Alors, l’élection, qu’est-ce que c’est ? Si l’élection ce n’est pas de vivre avec Dieu dans le régime de la séparation, si l’élection ne me permet pas justement d’être séparé du mal, de la souffrance, à quoi cela sert-il ? Comme le dit Timothy Racliffe au début de son dernier livre, quelqu’un lui demande : à quoi cela te sert d’être chrétien ? Effectivement, on est chrétien, et on a autant mal à la tête, on souffre autant, on a tous nos angoisses et pour certains de nos contemporains, on pourrait effectivement dire : à quoi cela sert ? Et Joseph se trouve confronté à cette réalité, à cette question. En fait, le régime que Dieu me proposait, c’était un régime absolument extraordinaire, un régime princier, un régime divin, et je me retrouve avec une vie qui ne correspond pas à ce que Dieu m’avait promis. Et soit dit en passant, ce genre de phrase, on se le dit très souvent. Notre vie ne correspond pas à ce que nous pensons que Dieu aurait dû nous donner. Si véritablement nous sommes fils et filles de Dieu, si véritablement nous sommes choisis par Dieu, si véritablement nous sommes aimés de Dieu, etc … pourquoi vivons-nous dans cette situation d’exil. Et la réponse de Joseph est remarquable, il réagit non pas en pleurant sur son sort, ou en se plaignant à Dieu, il aurait été en droit de la faire, mais Joseph va montrer le véritable visage de l’élection.

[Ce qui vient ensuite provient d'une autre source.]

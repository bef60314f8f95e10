//! BitWidth — the fixed register sizes a value can be rendered in.

use std::fmt;
use std::str::FromStr;

use serde::{Deserialize, Serialize};

use crate::Error;

/// Register width in bits.
///
/// Serialized as the plain bit count (`8`, not `"W8"`).
#[derive(Debug, Clone, Copy, PartialEq, Eq, Hash, PartialOrd, Ord, Serialize, Deserialize)]
#[serde(try_from = "u32", into = "u32")]
pub enum BitWidth {
    W4,
    W8,
    W16,
    W32,
    W64,
}

impl BitWidth {
    pub const ALL: [BitWidth; 5] = [BitWidth::W4, BitWidth::W8, BitWidth::W16, BitWidth::W32, BitWidth::W64];

    pub fn bits(self) -> u32 {
        match self {
            BitWidth::W4 => 4,
            BitWidth::W8 => 8,
            BitWidth::W16 => 16,
            BitWidth::W32 => 32,
            BitWidth::W64 => 64,
        }
    }

    pub fn from_bits(bits: u32) -> Option<BitWidth> {
        match bits {
            4 => Some(BitWidth::W4),
            8 => Some(BitWidth::W8),
            16 => Some(BitWidth::W16),
            32 => Some(BitWidth::W32),
            64 => Some(BitWidth::W64),
            _ => None,
        }
    }

    /// Number of hex digits needed to show every bit: `ceil(bits / 4)`.
    pub fn hex_digits(self) -> usize {
        (self.bits() as usize).div_ceil(4)
    }

    /// `2^bits`, the modulus of two's-complement arithmetic at this width.
    pub fn modulus(self) -> i128 {
        1i128 << self.bits()
    }

    /// Mask selecting the low `bits` bits of a `u64`.
    pub fn mask(self) -> u64 {
        match self {
            BitWidth::W64 => u64::MAX,
            w => (1u64 << w.bits()) - 1,
        }
    }

    /// Smallest representable value.
    pub fn min_value(self, signed: bool) -> i128 {
        if signed { -(1i128 << (self.bits() - 1)) } else { 0 }
    }

    /// Largest representable value.
    pub fn max_value(self, signed: bool) -> i128 {
        if signed {
            (1i128 << (self.bits() - 1)) - 1
        } else {
            self.modulus() - 1
        }
    }

    pub fn contains(self, value: i128, signed: bool) -> bool {
        (self.min_value(signed)..=self.max_value(signed)).contains(&value)
    }
}

impl fmt::Display for BitWidth {
    fn fmt(&self, f: &mut fmt::Formatter<'_>) -> fmt::Result {
        write!(f, "{}", self.bits())
    }
}

impl From<BitWidth> for u32 {
    fn from(w: BitWidth) -> u32 { w.bits() }
}

impl TryFrom<u32> for BitWidth {
    type Error = Error;

    fn try_from(bits: u32) -> Result<Self, Self::Error> {
        BitWidth::from_bits(bits).ok_or_else(|| Error::UnknownName {
            kind: "bit width",
            name: bits.to_string(),
        })
    }
}

/// Accepts `"8"` or `"8-bit"`.
impl FromStr for BitWidth {
    type Err = Error;

    fn from_str(s: &str) -> Result<Self, Self::Err> {
        let trimmed = s.trim();
        let digits = trimmed
            .strip_suffix("-bit")
            .or_else(|| trimmed.strip_suffix("bit"))
            .unwrap_or(trimmed)
            .trim();
        digits
            .parse::<u32>()
            .ok()
            .and_then(BitWidth::from_bits)
            .ok_or_else(|| Error::UnknownName { kind: "bit width", name: s.to_owned() })
    }
}
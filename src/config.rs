use serde::{Deserialize, Serialize};
use std::fs;
use std::path::{Path, PathBuf};
use std::time::Duration;
use thiserror::Error;

#[derive(Debug, Clone, Default, Deserialize, Serialize)]
pub struct Config {
    #[serde(default)]
    pub monitor: MonitorConfig,
    #[serde(default)]
    pub benchmarks: BenchmarksConfig,
    #[serde(default)]
    pub report: ReportConfig,
}

#[derive(Debug, Clone, Deserialize, Serialize)]
pub struct MonitorConfig {
    #[serde(default = "default_interval_ms")]
    pub interval_ms: u64,
}

#[derive(Debug, Clone, Deserialize, Serialize)]
pub struct BenchmarksConfig {
    #[serde(default = "default_cpu_iterations")]
    pub cpu_iterations: u64,
    #[serde(default = "default_gpu_iterations")]
    pub gpu_iterations: u64,
    #[serde(default = "default_fallback_base_frequency_mhz")]
    pub fallback_base_frequency_mhz: f64,
    #[serde(default)]
    pub memory: MemoryBenchConfig,
    #[serde(default)]
    pub disk: DiskBenchConfig,
    #[serde(default)]
    pub network: NetworkBenchConfig,
}

#[derive(Debug, Clone, Deserialize, Serialize)]
pub struct MemoryBenchConfig {
    #[serde(default = "default_true")]
    pub enabled: bool,
    #[serde(default = "default_memory_buffer_mb")]
    pub buffer_mb: u64,
    #[serde(default = "default_memory_passes")]
    pub passes: u32,
}

#[derive(Debug, Clone, Deserialize, Serialize)]
pub struct DiskBenchConfig {
    #[serde(default = "default_true")]
    pub enabled: bool,
    #[serde(default = "default_disk_file_size_mb")]
    pub file_size_mb: u64,
    /// Scratch directory for the test file; the system temp dir when unset.
    #[serde(default)]
    pub directory: Option<PathBuf>,
}

#[derive(Debug, Clone, Deserialize, Serialize)]
pub struct NetworkBenchConfig {
    #[serde(default)]
    pub enabled: bool,
    #[serde(default = "default_network_url")]
    pub url: String,
    #[serde(default = "default_network_download_bytes")]
    pub download_bytes: u64,
    #[serde(default = "default_network_timeout_ms")]
    pub timeout_ms: u64,
}

#[derive(Debug, Clone, Deserialize, Serialize)]
pub struct ReportConfig {
    #[serde(default = "default_html_path")]
    pub html_path: PathBuf,
    #[serde(default)]
    pub json_path: Option<PathBuf>,
    #[serde(default)]
    pub metrics_path: Option<PathBuf>,
    #[serde(default = "default_cpu_excellent_threshold")]
    pub cpu_excellent_threshold: f64,
    #[serde(default = "default_gpu_excellent_threshold")]
    pub gpu_excellent_threshold: f64,
    #[serde(default = "default_cpu_gauge_divisor")]
    pub cpu_gauge_divisor: f64,
    #[serde(default = "default_gpu_gauge_divisor")]
    pub gpu_gauge_divisor: f64,
    #[serde(default = "default_safe_cpu_temp_celsius")]
    pub safe_cpu_temp_celsius: f64,
}

impl Default for MonitorConfig {
    fn default() -> Self {
        Self {
            interval_ms: default_interval_ms(),
        }
    }
}

impl Default for BenchmarksConfig {
    fn default() -> Self {
        Self {
            cpu_iterations: default_cpu_iterations(),
            gpu_iterations: default_gpu_iterations(),
            fallback_base_frequency_mhz: default_fallback_base_frequency_mhz(),
            memory: MemoryBenchConfig::default(),
            disk: DiskBenchConfig::default(),
            network: NetworkBenchConfig::default(),
        }
    }
}

impl Default for MemoryBenchConfig {
    fn default() -> Self {
        Self {
            enabled: true,
            buffer_mb: default_memory_buffer_mb(),
            passes: default_memory_passes(),
        }
    }
}

impl Default for DiskBenchConfig {
    fn default() -> Self {
        Self {
            enabled: true,
            file_size_mb: default_disk_file_size_mb(),
            directory: None,
        }
    }
}

impl Default for NetworkBenchConfig {
    fn default() -> Self {
        Self {
            enabled: false,
            url: default_network_url(),
            download_bytes: default_network_download_bytes(),
            timeout_ms: default_network_timeout_ms(),
        }
    }
}

impl Default for ReportConfig {
    fn default() -> Self {
        Self {
            html_path: default_html_path(),
            json_path: None,
            metrics_path: None,
            cpu_excellent_threshold: default_cpu_excellent_threshold(),
            gpu_excellent_threshold: default_gpu_excellent_threshold(),
            cpu_gauge_divisor: default_cpu_gauge_divisor(),
            gpu_gauge_divisor: default_gpu_gauge_divisor(),
            safe_cpu_temp_celsius: default_safe_cpu_temp_celsius(),
        }
    }
}

impl MonitorConfig {
    pub fn interval(&self) -> Duration {
        Duration::from_millis(self.interval_ms)
    }
}

impl NetworkBenchConfig {
    pub fn timeout(&self) -> Duration {
        Duration::from_millis(self.timeout_ms)
    }
}

#[derive(Debug, Error)]
pub enum ConfigError {
    #[error("failed to read config file {path}: {source}")]
    Read {
        path: String,
        source: std::io::Error,
    },
    #[error("failed to parse YAML in {path}: {source}")]
    Parse {
        path: String,
        source: serde_yaml::Error,
    },
    #[error("invalid configuration: {0}")]
    Validation(String),
}

impl Config {
    pub fn load_from_file(path: impl AsRef<Path>) -> Result<Self, ConfigError> {
        let path_ref = path.as_ref();
        let path_display = path_ref.display().to_string();
        let text = fs::read_to_string(path_ref).map_err(|source| ConfigError::Read {
            path: path_display.clone(),
            source,
        })?;

        let cfg: Config = serde_yaml::from_str(&text).map_err(|source| ConfigError::Parse {
            path: path_display,
            source,
        })?;

        cfg.validate()?;
        Ok(cfg)
    }

    pub fn validate(&self) -> Result<(), ConfigError> {
        if self.monitor.interval_ms < 1 {
            return Err(ConfigError::Validation(
                "monitor.interval_ms must be >= 1".to_string(),
            ));
        }

        validate_benchmarks(&self.benchmarks)?;
        validate_report(&self.report)?;

        Ok(())
    }

    pub fn example_yaml() -> &'static str {
        include_str!("../config.yaml.example")
    }
}

fn validate_benchmarks(cfg: &BenchmarksConfig) -> Result<(), ConfigError> {
    if !(cfg.fallback_base_frequency_mhz.is_finite() && cfg.fallback_base_frequency_mhz > 0.0) {
        return Err(ConfigError::Validation(
            "benchmarks.fallback_base_frequency_mhz must be > 0".to_string(),
        ));
    }
    if cfg.memory.enabled && cfg.memory.buffer_mb == 0 {
        return Err(ConfigError::Validation(
            "benchmarks.memory.buffer_mb must be > 0".to_string(),
        ));
    }
    if cfg.memory.enabled && cfg.memory.passes == 0 {
        return Err(ConfigError::Validation(
            "benchmarks.memory.passes must be >= 1".to_string(),
        ));
    }
    if cfg.disk.enabled && cfg.disk.file_size_mb == 0 {
        return Err(ConfigError::Validation(
            "benchmarks.disk.file_size_mb must be > 0".to_string(),
        ));
    }
    if cfg.network.enabled {
        if cfg.network.url.trim().is_empty() {
            return Err(ConfigError::Validation(
                "benchmarks.network.url must not be empty".to_string(),
            ));
        }
        if cfg.network.timeout_ms == 0 {
            return Err(ConfigError::Validation(
                "benchmarks.network.timeout_ms must be > 0".to_string(),
            ));
        }
    }
    Ok(())
}

fn validate_report(cfg: &ReportConfig) -> Result<(), ConfigError> {
    if cfg.html_path.as_os_str().is_empty() {
        return Err(ConfigError::Validation(
            "report.html_path must not be empty".to_string(),
        ));
    }
    for (name, divisor) in [
        ("cpu_gauge_divisor", cfg.cpu_gauge_divisor),
        ("gpu_gauge_divisor", cfg.gpu_gauge_divisor),
    ] {
        if !(divisor.is_finite() && divisor > 0.0) {
            return Err(ConfigError::Validation(format!(
                "report.{name} must be > 0"
            )));
        }
    }
    if cfg.safe_cpu_temp_celsius <= 0.0 {
        return Err(ConfigError::Validation(
            "report.safe_cpu_temp_celsius must be > 0".to_string(),
        ));
    }
    Ok(())
}

const fn default_true() -> bool {
    true
}

const fn default_interval_ms() -> u64 {
    2000
}

const fn default_cpu_iterations() -> u64 {
    100_000_000
}

const fn default_gpu_iterations() -> u64 {
    15_000_000
}

const fn default_fallback_base_frequency_mhz() -> f64 {
    2000.0
}

const fn default_memory_buffer_mb() -> u64 {
    64
}

const fn default_memory_passes() -> u32 {
    4
}

const fn default_disk_file_size_mb() -> u64 {
    64
}

fn default_network_url() -> String {
    "https://speed.cloudflare.com/__down".to_string()
}

const fn default_network_download_bytes() -> u64 {
    10_000_000
}

const fn default_network_timeout_ms() -> u64 {
    20_000
}

fn default_html_path() -> PathBuf {
    PathBuf::from("diagnostic_report.html")
}

const fn default_cpu_excellent_threshold() -> f64 {
    5000.0
}

const fn default_gpu_excellent_threshold() -> f64 {
    500.0
}

const fn default_cpu_gauge_divisor() -> f64 {
    200.0
}

const fn default_gpu_gauge_divisor() -> f64 {
    1000.0
}

const fn default_safe_cpu_temp_celsius() -> f64 {
    85.0
}
use super::{Platform, SensorReader};
use crate::collectors::probe::{parse_f64_loose, parse_u64_loose, powershell};
use crate::collectors::system::{collect_common, nvidia_gpu, sysinfo_frequency_mhz};
use crate::collectors::thermal::{self, HostSensors, Probe};
use crate::model::SystemInfo;
use std::sync::Arc;
use sysinfo::{System, SystemExt};

pub struct WindowsPlatform {
    sensors: Arc<HostSensors>,
}

impl WindowsPlatform {
    pub fn new() -> Self {
        let cpu: Vec<Probe> = vec![thermal::sysinfo_cpu, thermal::windows_thermal_zone];
        let gpu: Vec<Probe> = vec![thermal::nvidia_gpu_temp, thermal::sysinfo_gpu];
        Self {
            sensors: Arc::new(HostSensors::new(cpu, gpu)),
        }
    }
}

impl Platform for WindowsPlatform {
    fn name(&self) -> &'static str {
        "windows"
    }

    fn collect_system_info(&self) -> SystemInfo {
        let mut system = System::new();
        let mut info = collect_common(&mut system);

        if info.os_name.is_empty() {
            if let Some(caption) =
                powershell("(Get-CimInstance Win32_OperatingSystem).Caption")
            {
                info.os_name = caption;
            }
        }

        if let Some((name, memory_mb)) = nvidia_gpu() {
            info.gpu_name = name;
            info.gpu_memory = memory_mb;
        } else if let Some((name, memory_mb)) = powershell(
            "Get-CimInstance Win32_VideoController | Select-Object -First 1 | ForEach-Object { \"$($_.Name)|$($_.AdapterRAM)\" }",
        )
        .as_deref()
        .and_then(parse_video_controller)
        {
            info.gpu_name = name;
            info.gpu_memory = memory_mb;
        }
        info
    }

    fn base_frequency_mhz(&self, _info: &SystemInfo) -> Option<f64> {
        powershell("(Get-CimInstance Win32_Processor | Select-Object -First 1).MaxClockSpeed")
            .as_deref()
            .and_then(parse_f64_loose)
            .filter(|mhz| *mhz > 0.0)
            .or_else(|| sysinfo_frequency_mhz(&mut System::new()))
    }

    fn sensors(&self) -> Arc<dyn SensorReader> {
        self.sensors.clone()
    }
}

/// `Name|AdapterRAM` with AdapterRAM in bytes.
fn parse_video_controller(line: &str) -> Option<(String, u64)> {
    let (name, ram) = line.split_once('|').unwrap_or((line, ""));
    let name = name.trim();
    if name.is_empty() {
        return None;
    }
    let memory_mb = parse_u64_loose(ram).map(|b| b / (1024 * 1024)).unwrap_or(0);
    Some((name.to_string(), memory_mb))
}
use super::{rate, BenchmarkOutcome};
use crate::model::Degeneracy;
use std::hint::black_box;
use std::time::{Duration, Instant};
/// Scalar floating-point series: Σ 1/i² for i = 1..=n, summed in ascending order.
/// Scalar floating-point series: Σ 1/i² for i = 1..=n, in f64, summed in
#[derive(Debug, Clone, Copy, PartialEq, Eq)]
pub struct CpuWorkload {
    pub iterations: u64,
}

impl CpuWorkload {
    pub fn new(iterations: u64) -> Self {
        Self { iterations }
    }

    pub fn run(&self, base_frequency_mhz: f64, cores: usize) -> BenchmarkOutcome {
        let start = Instant::now();
        let pi = basel_pi(black_box(self.iterations));
        let elapsed = start.elapsed();
        black_box(pi);
        score_cpu(self.iterations, elapsed, base_frequency_mhz, cores)
    }
}

pub fn basel_pi(n: u64) -> f64 {
    let mut sum = 0.0_f64;
    for i in 1..=n {
        let x = i as f64;
        sum += 1.0 / (x * x);
    }
    (6.0 * sum).sqrt()
}

/// `(iterations / seconds) / (base_frequency_mhz · cores) · 10000`.
pub fn score_cpu(
    iterations: u64,
    elapsed: Duration,
    base_frequency_mhz: f64,
    cores: usize,
) -> BenchmarkOutcome {
    let score = rate(iterations as f64, elapsed).and_then(|actual_perf| {
        let base_perf = base_frequency_mhz * cores as f64;
        if !(base_perf.is_finite() && base_perf > 0.0) {
            return Err(Degeneracy::NoBaseline);
        }
        let score = (actual_perf / base_perf) * 10000.0;
        if score.is_finite() {
            Ok(score)
        } else {
            Err(Degeneracy::NonFinite)
        }
    });
    BenchmarkOutcome::from_score(score, elapsed)
}
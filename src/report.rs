use crate::config::ReportConfig;
use crate::model::{Subsystem, SystemInfo, TestResults};
use serde::Serialize;
use std::fmt::{self, Write as _};
use std::fs::File;
use std::io::Write as _;
use std::path::Path;
use std::time::SystemTime;
use thiserror::Error;

#[derive(Debug, Error)]
pub enum ReportError {
    #[error("cannot create report file {path}: {source}")]
    Create {
        path: String,
        source: std::io::Error,
    },
    #[error("cannot write report file {path}: {source}")]
    Write {
        path: String,
        source: std::io::Error,
    },
    #[error("cannot serialize results: {0}")]
    Json(#[from] serde_json::Error),
    #[error("cannot encode metrics: {0}")]
    Metrics(#[from] prometheus::Error),
}

pub fn label(score: f64, excellent_threshold: f64) -> &'static str {
    if score > excellent_threshold {
        "excellent"
    } else {
        "adequate"
    }
}

/// `min(100, score / divisor)`, never below 0.
pub fn gauge_percent(score: f64, divisor: f64) -> f64 {
    let raw = score / divisor;
    if raw.is_nan() || raw <= 0.0 {
        0.0
    } else {
        raw.min(100.0)
    }
}

pub fn timestamp(at: SystemTime) -> String {
    humantime::format_rfc3339_seconds(at).to_string()
}

const STYLE: &str = r#"
        body { font-family: -apple-system, "Segoe UI", Ubuntu, Arial, sans-serif; margin: 40px; color: #222; }
        .header { text-align: center; margin-bottom: 30px; }
        .section { margin-bottom: 25px; padding: 15px; border-radius: 8px; background: #f8f9fa; }
        .section-title { font-size: 1.4em; margin-bottom: 15px; color: #3a6ea5; }
        .grid { display: grid; grid-template-columns: repeat(auto-fit, minmax(300px, 1fr)); gap: 20px; }
        .metric { background: white; padding: 15px; border-radius: 6px; box-shadow: 0 2px 5px rgba(0,0,0,0.1); }
        .metric-title { font-weight: bold; margin-bottom: 8px; }
        .gauge { height: 20px; background: #e0e0e0; border-radius: 10px; margin-top: 8px; overflow: hidden; }
        .gauge-fill { height: 100%; background: #3a6ea5; }
        .score { font-size: 1.8em; font-weight: bold; text-align: center; margin: 10px 0; }
        .note { color: #a05a00; font-size: 0.9em; }
        .summary { background: #f2f6fd; padding: 20px; border-radius: 8px; margin-top: 20px; }"#;
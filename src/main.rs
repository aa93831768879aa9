mod bench;
mod collectors;
mod config;
mod metrics;
mod model;
mod monitor;
mod orchestrator;
mod output;
mod platform;
mod report;

use clap::Parser;
use config::Config;
use metrics::RunMetrics;
use orchestrator::{DiagnosticRun, Diagnostics};
use output::{Console, OutputSink};
use report::ReportError;
use std::path::PathBuf;
use std::sync::Arc;
use std::time::{Duration, SystemTime};
use tracing::{error, info};
use tracing_subscriber::EnvFilter;

#[derive(Parser, Debug)]
#[command(name = "hwdiag")]
#[command(version, about = "Runs hardware benchmarks under a temperature monitor and writes a report")]
struct Cli {
    /// YAML configuration; built-in defaults when omitted.
    #[arg(long)]
    config: Option<PathBuf>,
    #[arg(long)]
    print_default_config: bool,
    /// Monitor sampling interval, e.g. `2s` or `500ms`.
    #[arg(long, value_parser = humantime::parse_duration)]
    interval: Option<Duration>,
    /// HTML report destination.
    #[arg(long, short)]
    output: Option<PathBuf>,
    #[arg(long)]
    json: Option<PathBuf>,
    /// Prometheus text file destination.
    #[arg(long)]
    metrics: Option<PathBuf>,
    #[arg(long)]
    skip_memory: bool,
    #[arg(long)]
    skip_disk: bool,
    /// Also run the network latency/bandwidth test.
    #[arg(long)]
    network: bool,
}

impl Cli {
    fn apply(&self, cfg: &mut Config) {
        if let Some(interval) = self.interval {
            cfg.monitor.interval_ms = u64::try_from(interval.as_millis()).unwrap_or(u64::MAX);
        }
        if let Some(path) = &self.output {
            cfg.report.html_path = path.clone();
        }
        if let Some(path) = &self.json {
            cfg.report.json_path = Some(path.clone());
        }
        if let Some(path) = &self.metrics {
            cfg.report.metrics_path = Some(path.clone());
        }
        if self.skip_memory {
            cfg.benchmarks.memory.enabled = false;
        }
        if self.skip_disk {
            cfg.benchmarks.disk.enabled = false;
        }
        if self.network {
            cfg.benchmarks.network.enabled = true;
        }
    }
}

fn main() {
    init_tracing();

    let cli = Cli::parse();
    if cli.print_default_config {
        println!("{}", Config::example_yaml());
        return;
    }

    let mut cfg = match &cli.config {
        Some(path) => match Config::load_from_file(path) {
            Ok(cfg) => cfg,
            Err(err) => {
                error!(error = %err, "failed to load configuration");
                std::process::exit(1);
            }
        },
        None => Config::default(),
    };
    cli.apply(&mut cfg);
    if let Err(err) = cfg.validate() {
        error!(error = %err, "invalid configuration after command-line overrides");
        std::process::exit(1);
    }

    let console = Arc::new(Console::new());
    let platform = platform::native();
    info!(platform = platform.name(), "starting diagnostics");
    let diagnostics = match Diagnostics::new(platform, console.clone(), cfg) {
        Ok(diagnostics) => diagnostics,
        Err(err) => {
            error!(error = %err, "failed to set up diagnostics");
            std::process::exit(1);
        }
    };
    print_system_info(&console, &diagnostics);

    let run = match diagnostics.run_full_diagnostics() {
        Ok(run) => run,
        Err(err) => {
            error!(error = %err, "diagnostic run failed");
            console.error(&err.to_string());
            std::process::exit(1);
        }
    };
    if run.temperature_was_simulated() {
        info!("no CPU temperature sensor was readable; the recorded temperature is simulated");
    }

    if let Err(err) = write_outputs(&console, &diagnostics, &run, SystemTime::now()) {
        error!(error = %err, "report step failed; results above are still valid");
        console.error(&err.to_string());
        std::process::exit(1);
    }
}

fn init_tracing() {
    let filter = EnvFilter::try_from_default_env().unwrap_or_else(|_| EnvFilter::new("info"));
    tracing_subscriber::fmt()
        .with_env_filter(filter)
        .with_writer(std::io::stderr)
        .init();
}

fn print_system_info(console: &Console, diagnostics: &Diagnostics) {
    let info = diagnostics.system_info();
    console.print("=== System Information ===");
    console.print(&format!("[SYSTEM] OS: {}", info.os_name));
    console.print(&format!(
        "[SYSTEM] CPU: {} ({} cores, {} threads)",
        info.cpu_name, info.cpu_cores, info.cpu_threads
    ));
    console.print(&format!("[SYSTEM] Memory: {:.1} GB", info.memory_gib()));
    console.print(&format!(
        "[SYSTEM] GPU: {} ({} MB)",
        info.gpu_name, info.gpu_memory
    ));
    if !info.disk_names.is_empty() {
        console.print(&format!("[SYSTEM] Disks: {}", info.disk_names.join(", ")));
    }
}

fn write_outputs(
    console: &Console,
    diagnostics: &Diagnostics,
    run: &DiagnosticRun,
    finished_at: SystemTime,
) -> Result<(), ReportError> {
    let cfg = &diagnostics.config().report;
    let info = diagnostics.system_info();

    let html = report::render(info, &run.results, cfg, finished_at);
    report::write_to(&cfg.html_path, html.as_bytes())?;
    console.print(&format!("[REPORT] HTML report written to {}", cfg.html_path.display()));

    if let Some(path) = &cfg.json_path {
        let json = report::to_json(info, &run.results, finished_at)?;
        report::write_to(path, json.as_bytes())?;
        console.print(&format!("[REPORT] JSON results written to {}", path.display()));
    }

    if let Some(path) = &cfg.metrics_path {
        let metrics = RunMetrics::new()?;
        metrics.update_from_run(info, run, finished_at);
        report::write_to(path, &metrics.encode_metrics()?)?;
        console.print(&format!("[REPORT] Metrics written to {}", path.display()));
    }
    Ok(())
}
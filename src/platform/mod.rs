#[cfg(not(any(target_os = "linux", target_os = "macos", target_os = "windows")))]
mod generic;
#[cfg(target_os = "linux")]
mod linux;
#[cfg(target_os = "macos")]
mod macos;
#[cfg(target_os = "windows")]
mod windows;

use crate::bench::cpu::CpuWorkload;
use crate::bench::gpu::GpuWorkload;
use crate::bench::BenchmarkOutcome;
use crate::collectors::system;
use crate::model::{SystemInfo, TemperatureReading};
use std::sync::Arc;
use sysinfo::{System, SystemExt};

#[cfg(not(any(target_os = "linux", target_os = "macos", target_os = "windows")))]
pub use generic::GenericPlatform as NativePlatform;
#[cfg(target_os = "linux")]
pub use linux::LinuxPlatform as NativePlatform;
#[cfg(target_os = "macos")]
pub use macos::MacPlatform as NativePlatform;
#[cfg(target_os = "windows")]
pub use windows::WindowsPlatform as NativePlatform;

/// Never fails: unreadable sensors yield a simulated reading.
pub trait SensorReader: Send + Sync {
    fn read_cpu_temperature(&self) -> TemperatureReading;
    fn read_gpu_temperature(&self) -> TemperatureReading;
}

pub trait Platform: Send + Sync {
    fn name(&self) -> &'static str;

    fn collect_system_info(&self) -> SystemInfo;

    /// Nominal CPU frequency in MHz, if the platform can tell.
    fn base_frequency_mhz(&self, info: &SystemInfo) -> Option<f64>;

    fn sensors(&self) -> Arc<dyn SensorReader>;

    fn memory_usage_percent(&self) -> Option<f64> {
        let mut system = System::new();
        system::memory_usage_percent(&mut system)
    }

    fn run_cpu_benchmark(
        &self,
        workload: &CpuWorkload,
        base_frequency_mhz: f64,
        cores: usize,
    ) -> BenchmarkOutcome {
        workload.run(base_frequency_mhz, cores)
    }

    fn run_gpu_benchmark(&self, workload: &GpuWorkload) -> BenchmarkOutcome {
        workload.run()
    }
}

pub fn native() -> Arc<dyn Platform> {
    Arc::new(NativePlatform::new())
}

/// Value of `KEY=value` in an os-release style file, quotes stripped.
#[cfg_attr(not(any(target_os = "linux", test)), allow(dead_code))]
pub(crate) fn key_value<'a>(text: &'a str, key: &str) -> Option<&'a str> {
    text.lines().find_map(|line| {
        let (k, v) = line.split_once('=')?;
        (k.trim() == key)
            .then(|| v.trim().trim_matches('"').trim())
            .filter(|v| !v.is_empty())
    })
}


#[cfg(test)]
mod tests {
    use super::*;

    #[test]
    fn key_value_strips_quotes() {
        let text = "NAME=\"Ubuntu\"\nPRETTY_NAME=\"Ubuntu 24.04 LTS\"\nID=ubuntu\nEMPTY=\"\"\n";
        assert_eq!(key_value(text, "PRETTY_NAME"), Some("Ubuntu 24.04 LTS"));
        assert_eq!(key_value(text, "ID"), Some("ubuntu"));
        assert_eq!(key_value(text, "EMPTY"), None);
        assert_eq!(key_value(text, "VERSION"), None);
    }

    #[test]
    fn native_platform_collects_without_panicking() {
        let platform = native();
        assert!(!platform.name().is_empty());
        let info = platform.collect_system_info();
        if let Some(mhz) = platform.base_frequency_mhz(&info) {
            assert!(mhz > 0.0);
        }
        let reading = platform.sensors().read_cpu_temperature();
        assert!(reading.celsius.is_finite());
    }
}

L’élection, qu’est-ce que c’est ? Ce n’est pas passer à travers les mailles du filet de la vie, de la souffrance, de la mort, c’est être au cœur du monde, de la vie, au cœur de l’autre, au cœur de l’autre nation, l’Égypte, pour faire découvrir à cet autre, au cœur même de l’épreuve le visage de Dieu. Qu’est-ce que c’est que d’être élu ? c’est faire preuve de communion et c'est être capable de faire découvrir le visage de Dieu à ceux qui ne le connaissent pas. C’est exactement ce que fait Joseph vis-à-vis de Putiphar. Cet homme ne connaît rien du Seigneur, et Joseph va lui révéler le visage de ce Dieu qu’il ne connaît pas. Pour continuer, si vous me permettez le parallèle entre le père et le fils, entre Jacob et Joseph, vous vous souvenez que juste avant de franchir la frontière, il rêve d’une échelle. Qu’est-ce que c’est que l’élu ? L’élu, c’est l’échelle, ce n’est pas celui qui se promène sur l’échelle sans être dans l’adversité, l’élu, c’est l’échelle. C’est-à-dire comme le disaient certains Pères de l’Église, c’est celui qui permet la communion entre deux monde, entre deux réalités, entre deux cultures différentes pour Joseph. C’est celui qui permet à un autre d’entrer en communion avec Dieu. Et Joseph est l’échelle. Il représente déjà quelque part l’échelle de Jacob, c’est-à-dire la manière dont Israël vient comme un ferment au cœur même des nations. Et l’échelle dans sa plénitude étant bien sûr, par la suite, Jésus. Je trouve très intéressant justement de pouvoir lire ces textes de Joseph justement après Noël et après l’Épiphanie. Parce que qu’est-ce que la Nativité, qu’est-ce que l’Épiphanie ? C’est le Fils de Dieu lui-même qui vient parmi nous, non pas pour nous montrer toutes ses prérogatives, mais pour faire exactement comme Joseph, esclave dans son humanité, et nous faire découvrir et nous faire entrer en communion avec Dieu.

Frères et sœurs, que ce cycle de lectures sur Joseph, que son personnage nous incitent à méditer pour être nous-mêmes à notre tour, une échelle de Jacob, faire découvrir dans le cœur des frères qui nous entourent, la présence de Dieu et toute sa grâce.